La última modernidad

Buenos Aires, Art Déco y Racionalismo es un inteligente y muy hermoso catálogo de dos estilos que fueron juntos el último período de grandeza y belleza de nuestra arquitectura.

 Por Sergio Kiernan

En estas Américas perdidas, la única idea que parece haber prendido es la del progreso. Esto tiene sus lados buenos, como comprueba cualquiera que visite un departamento español y se encuentre en un espacio tan mezquino y apretujado como la mayoría de los bares y locales. Los españoles, de este lado del Atlántico, construyeron grande y alto, lindo y amplio, porque para eso uno se iba a América, a hacerla y vivirla, a progresar. El lado oscuro de esta idea excluyente es que sólo vale lo nuevo, que nuevo es casi anagrama de bueno y que todo lo viejo es descartable.
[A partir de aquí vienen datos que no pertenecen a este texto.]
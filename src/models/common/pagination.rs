use serde::{Deserialize, Deserializer, Serialize};
use ts_rs::TS;

pub const DEFAULT_PAGE_SIZE: i64 = 10;
pub const MAX_PAGE_SIZE: i64 = 100;

// 分页查询参数
#[derive(Debug, Clone, Copy, Deserialize, TS)]
#[ts(export, export_to = "pagination.ts")]
pub struct PaginationQuery {
    #[serde(
        default = "default_page",
        deserialize_with = "deserialize_string_to_i64"
    )]
    pub page: i64,
    #[serde(
        default = "default_size",
        deserialize_with = "deserialize_string_to_i64"
    )]
    pub size: i64,
}

impl PaginationQuery {
    pub fn new(page: i64, size: i64) -> Self {
        Self { page, size }
    }

    /// 页码至少为 1，每页数量限制在 1..=100
    pub fn normalized(self) -> (u64, u64) {
        (
            self.page.max(1) as u64,
            self.size.clamp(1, MAX_PAGE_SIZE) as u64,
        )
    }
}

impl Default for PaginationQuery {
    fn default() -> Self {
        Self {
            page: 1,
            size: DEFAULT_PAGE_SIZE,
        }
    }
}

// 分页响应信息
#[derive(Debug, Clone, Serialize, Deserialize, TS)]
#[ts(export, export_to = "pagination.ts")]
pub struct PaginationInfo {
    pub page: i64,
    pub page_size: i64,
    pub total: i64,
    pub total_pages: i64,
}

impl PaginationInfo {
    pub fn new(page: u64, page_size: u64, total: u64) -> Self {
        let total_pages = if total == 0 {
            0
        } else {
            total.div_ceil(page_size.max(1))
        };
        Self {
            page: page as i64,
            page_size: page_size as i64,
            total: total as i64,
            total_pages: total_pages as i64,
        }
    }
}

// 分页列表响应
#[derive(Debug, Clone, Serialize, Deserialize, TS)]
#[ts(export, export_to = "pagination.ts")]
pub struct PaginatedResponse<T> {
    pub items: Vec<T>,
    pub pagination: PaginationInfo,
}

impl<T> PaginatedResponse<T> {
    pub fn new(items: Vec<T>, page: u64, page_size: u64, total: u64) -> Self {
        Self {
            items,
            pagination: PaginationInfo::new(page, page_size, total),
        }
    }

    pub fn map<U>(self, f: impl FnMut(T) -> U) -> PaginatedResponse<U> {
        PaginatedResponse {
            items: self.items.into_iter().map(f).collect(),
            pagination: self.pagination,
        }
    }
}

// 支持字符串到 i64 的转换（查询串经 flatten 后都是字符串）
fn deserialize_string_to_i64<'de, D>(deserializer: D) -> Result<i64, D::Error>
where
    D: Deserializer<'de>,
{
    use serde::de::{Error, Unexpected, Visitor};
    use std::fmt;

    struct I64Visitor;

    impl<'de> Visitor<'de> for I64Visitor {
        type Value = i64;

        fn expecting(&self, formatter: &mut fmt::Formatter) -> fmt::Result {
            formatter.write_str("an integer or a string containing an integer")
        }

        fn visit_i64<E: Error>(self, value: i64) -> Result<Self::Value, E> {
            Ok(value)
        }

        fn visit_u64<E: Error>(self, value: u64) -> Result<Self::Value, E> {
            i64::try_from(value).map_err(|_| Error::invalid_value(Unexpected::Unsigned(value), &self))
        }

        fn visit_str<E: Error>(self, value: &str) -> Result<Self::Value, E> {
            value
                .trim()
                .parse()
                .map_err(|_| Error::invalid_value(Unexpected::Str(value), &self))
        }
    }

    deserializer.deserialize_any(I64Visitor)
}

/// 可选整数查询参数，空字符串视为未提供
pub fn deserialize_optional_i64<'de, D>(deserializer: D) -> Result<Option<i64>, D::Error>
where
    D: Deserializer<'de>,
{
    let raw: Option<String> = Option::deserialize(deserializer)?;
    match raw.as_deref().map(str::trim) {
        None | Some("") => Ok(None),
        Some(s) => s
            .parse::<i64>()
            .map(Some)
            .map_err(|_| serde::de::Error::custom(format!("invalid integer: '{s}'"))),
    }
}

/// 可选布尔查询参数，接受 true/false/1/0
pub fn deserialize_optional_bool<'de, D>(deserializer: D) -> Result<Option<bool>, D::Error>
where
    D: Deserializer<'de>,
{
    let raw: Option<String> = Option::deserialize(deserializer)?;
    match raw.as_deref().map(str::trim) {
        None | Some("") => Ok(None),
        Some("true") | Some("1") => Ok(Some(true)),
        Some("false") | Some("0") => Ok(Some(false)),
        Some(s) => Err(serde::de::Error::custom(format!("invalid boolean: '{s}'"))),
    }
}

fn default_page() -> i64 {
    1
}

fn default_size() -> i64 {
    DEFAULT_PAGE_SIZE
}

#[cfg(test)]
mod tests {
    use super::*;

    #[derive(Debug, Deserialize)]
    struct ListParams {
        #[serde(flatten)]
        pagination: PaginationQuery,
        #[serde(default, deserialize_with = "deserialize_optional_i64")]
        class_id: Option<i64>,
        #[serde(default, deserialize_with = "deserialize_optional_bool")]
        unread_only: Option<bool>,
    }

    fn parse<T: serde::de::DeserializeOwned>(qs: &str) -> Option<T> {
        actix_web::web::Query::<T>::from_query(qs)
            .ok()
            .map(|q| q.into_inner())
    }

    #[test]
    fn test_defaults() {
        let q = parse::<PaginationQuery>("").unwrap();
        assert_eq!((q.page, q.size), (1, 10));
    }

    #[test]
    fn test_flattened_query_string() {
        let p: ListParams =
            parse("page=3&size=500&class_id=7&unread_only=true").unwrap();
        assert_eq!(p.pagination.normalized(), (3, 100));
        assert_eq!(p.class_id, Some(7));
        assert_eq!(p.unread_only, Some(true));

        let p: ListParams = parse("page=0&size=0&class_id=").unwrap();
        assert_eq!(p.pagination.normalized(), (1, 1));
        assert_eq!(p.class_id, None);
        assert_eq!(p.unread_only, None);
    }

    #[test]
    fn test_bad_numbers_rejected() {
        assert!(parse::<ListParams>("page=abc").is_none());
        assert!(parse::<ListParams>("class_id=x").is_none());
        assert!(parse::<ListParams>("unread_only=maybe").is_none());
    }

    #[test]
    fn test_pagination_info() {
        let info = PaginationInfo::new(2, 10, 21);
        assert_eq!(info.total_pages, 3);
        assert_eq!(PaginationInfo::new(1, 10, 0).total_pages, 0);
    }
}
En arquitectura, esta obsesión terminó dando glorias constructivas de última generación y también nos acostumbró a tratar nuestros edificios como si fueran autos, algo que debe ser cambiado en cuanto sale un nuevo modelo.

Fabio Grementieri y Xavier Verstraeten vienen historiando largamente la herencia de nuestra arquitectura porteña, y juntos han producido libros de una belleza poco común entre nosotros. Esta semana están presentando Buenos Aires, Art Déco y Racionalismo, con lo que ya llegaron a la última fase de arquitectura de real calidad que hemos tenido. Es un libro para ver y para leer, erudito, muy legible y muy hábil en poner en un contexto cultural estas dos escuelas de arquitectura que resultan, nos convencen, inseparables como siameses.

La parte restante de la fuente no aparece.